╭─ Extracted information
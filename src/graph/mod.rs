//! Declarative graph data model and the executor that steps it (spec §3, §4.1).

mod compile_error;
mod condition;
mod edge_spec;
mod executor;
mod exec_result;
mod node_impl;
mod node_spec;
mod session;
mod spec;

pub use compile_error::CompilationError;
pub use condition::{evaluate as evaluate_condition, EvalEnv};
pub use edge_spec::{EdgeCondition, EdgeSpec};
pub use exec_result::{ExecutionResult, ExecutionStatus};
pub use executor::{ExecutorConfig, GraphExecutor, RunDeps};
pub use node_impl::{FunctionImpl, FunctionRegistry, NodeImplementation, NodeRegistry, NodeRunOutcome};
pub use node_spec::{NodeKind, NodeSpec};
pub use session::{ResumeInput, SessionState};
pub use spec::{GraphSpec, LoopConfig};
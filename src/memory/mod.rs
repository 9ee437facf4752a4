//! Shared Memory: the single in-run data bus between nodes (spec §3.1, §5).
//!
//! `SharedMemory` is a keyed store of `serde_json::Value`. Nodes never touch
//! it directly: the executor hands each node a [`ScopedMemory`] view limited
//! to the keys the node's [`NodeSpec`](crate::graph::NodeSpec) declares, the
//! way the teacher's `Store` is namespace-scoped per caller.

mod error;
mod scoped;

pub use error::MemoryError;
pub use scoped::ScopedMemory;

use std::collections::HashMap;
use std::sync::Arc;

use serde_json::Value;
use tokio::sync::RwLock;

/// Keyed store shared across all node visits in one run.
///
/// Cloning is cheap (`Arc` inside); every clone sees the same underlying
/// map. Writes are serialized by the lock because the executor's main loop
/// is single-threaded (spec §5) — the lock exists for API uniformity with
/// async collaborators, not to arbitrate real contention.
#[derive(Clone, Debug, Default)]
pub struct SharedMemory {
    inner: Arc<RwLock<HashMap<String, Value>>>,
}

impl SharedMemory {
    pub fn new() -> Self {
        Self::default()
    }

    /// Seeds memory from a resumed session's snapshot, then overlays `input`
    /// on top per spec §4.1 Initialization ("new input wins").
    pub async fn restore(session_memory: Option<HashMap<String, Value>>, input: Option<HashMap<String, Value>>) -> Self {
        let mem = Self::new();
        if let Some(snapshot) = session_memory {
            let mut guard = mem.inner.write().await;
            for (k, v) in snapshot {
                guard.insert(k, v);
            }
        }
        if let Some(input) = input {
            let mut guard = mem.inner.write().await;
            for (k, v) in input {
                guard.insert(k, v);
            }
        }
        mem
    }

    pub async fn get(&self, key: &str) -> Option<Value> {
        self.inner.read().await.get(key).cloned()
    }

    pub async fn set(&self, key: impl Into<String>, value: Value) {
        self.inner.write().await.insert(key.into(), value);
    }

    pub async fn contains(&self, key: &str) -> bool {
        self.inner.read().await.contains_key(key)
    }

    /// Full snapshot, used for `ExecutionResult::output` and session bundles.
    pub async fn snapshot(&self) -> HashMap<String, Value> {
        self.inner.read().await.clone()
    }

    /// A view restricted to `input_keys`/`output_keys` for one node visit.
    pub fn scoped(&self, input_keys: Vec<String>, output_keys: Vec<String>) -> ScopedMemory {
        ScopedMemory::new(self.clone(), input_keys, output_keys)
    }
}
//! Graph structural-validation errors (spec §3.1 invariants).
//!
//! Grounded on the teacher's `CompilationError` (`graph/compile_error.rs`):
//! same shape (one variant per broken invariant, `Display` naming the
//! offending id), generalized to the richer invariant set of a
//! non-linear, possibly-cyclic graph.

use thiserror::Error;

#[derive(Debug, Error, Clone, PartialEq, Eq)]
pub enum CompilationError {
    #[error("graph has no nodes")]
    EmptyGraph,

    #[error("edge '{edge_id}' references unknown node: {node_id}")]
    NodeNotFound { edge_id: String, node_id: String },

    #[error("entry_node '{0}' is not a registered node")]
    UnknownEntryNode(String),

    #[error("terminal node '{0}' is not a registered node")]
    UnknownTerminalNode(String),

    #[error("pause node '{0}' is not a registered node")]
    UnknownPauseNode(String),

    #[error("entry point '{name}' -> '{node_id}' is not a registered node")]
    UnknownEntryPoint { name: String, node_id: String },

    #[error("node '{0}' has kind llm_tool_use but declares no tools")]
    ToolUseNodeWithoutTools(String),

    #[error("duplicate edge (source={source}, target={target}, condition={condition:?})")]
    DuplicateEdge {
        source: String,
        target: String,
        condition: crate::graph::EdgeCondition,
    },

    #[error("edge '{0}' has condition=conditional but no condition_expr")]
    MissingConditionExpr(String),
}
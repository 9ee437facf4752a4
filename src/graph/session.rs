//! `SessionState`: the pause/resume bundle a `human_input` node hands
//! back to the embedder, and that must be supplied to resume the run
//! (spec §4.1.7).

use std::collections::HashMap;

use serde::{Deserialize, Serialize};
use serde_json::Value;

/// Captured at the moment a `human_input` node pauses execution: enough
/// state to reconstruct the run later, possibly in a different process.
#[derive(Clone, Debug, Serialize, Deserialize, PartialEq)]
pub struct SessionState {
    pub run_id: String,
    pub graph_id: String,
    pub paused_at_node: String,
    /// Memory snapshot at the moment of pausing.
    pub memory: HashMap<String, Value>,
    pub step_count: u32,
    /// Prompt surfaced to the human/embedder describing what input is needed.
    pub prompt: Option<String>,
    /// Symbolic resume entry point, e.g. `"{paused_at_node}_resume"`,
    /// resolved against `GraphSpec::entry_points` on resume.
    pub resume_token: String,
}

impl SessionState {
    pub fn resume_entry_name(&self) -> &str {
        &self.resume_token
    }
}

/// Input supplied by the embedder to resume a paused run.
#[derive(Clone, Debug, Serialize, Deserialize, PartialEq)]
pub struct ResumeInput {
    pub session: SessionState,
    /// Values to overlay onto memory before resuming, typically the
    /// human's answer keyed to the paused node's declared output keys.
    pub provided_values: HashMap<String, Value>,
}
╰─
### Exercise goal
Copy out only the lines running from the beginning of the data to the line with "filename src/memory/mod.rs", both ends included.

### Completed task
filename src/graph/mod.rs
//! Declarative graph data model and the executor that steps it (spec §3, §4.1).

mod compile_error;
mod condition;
mod edge_spec;
mod executor;
mod exec_result;
mod node_impl;
mod node_spec;
mod session;
mod spec;

pub use compile_error::CompilationError;
pub use condition::{evaluate as evaluate_condition, EvalEnv};
pub use edge_spec::{EdgeCondition, EdgeSpec};
pub use exec_result::{ExecutionResult, ExecutionStatus};
pub use executor::{ExecutorConfig, GraphExecutor, RunDeps};
pub use node_impl::{FunctionImpl, FunctionRegistry, NodeImplementation, NodeRegistry, NodeRunOutcome};
pub use node_spec::{NodeKind, NodeSpec};
pub use session::{ResumeInput, SessionState};
pub use spec::{GraphSpec, LoopConfig};
filename src/memory/mod.rs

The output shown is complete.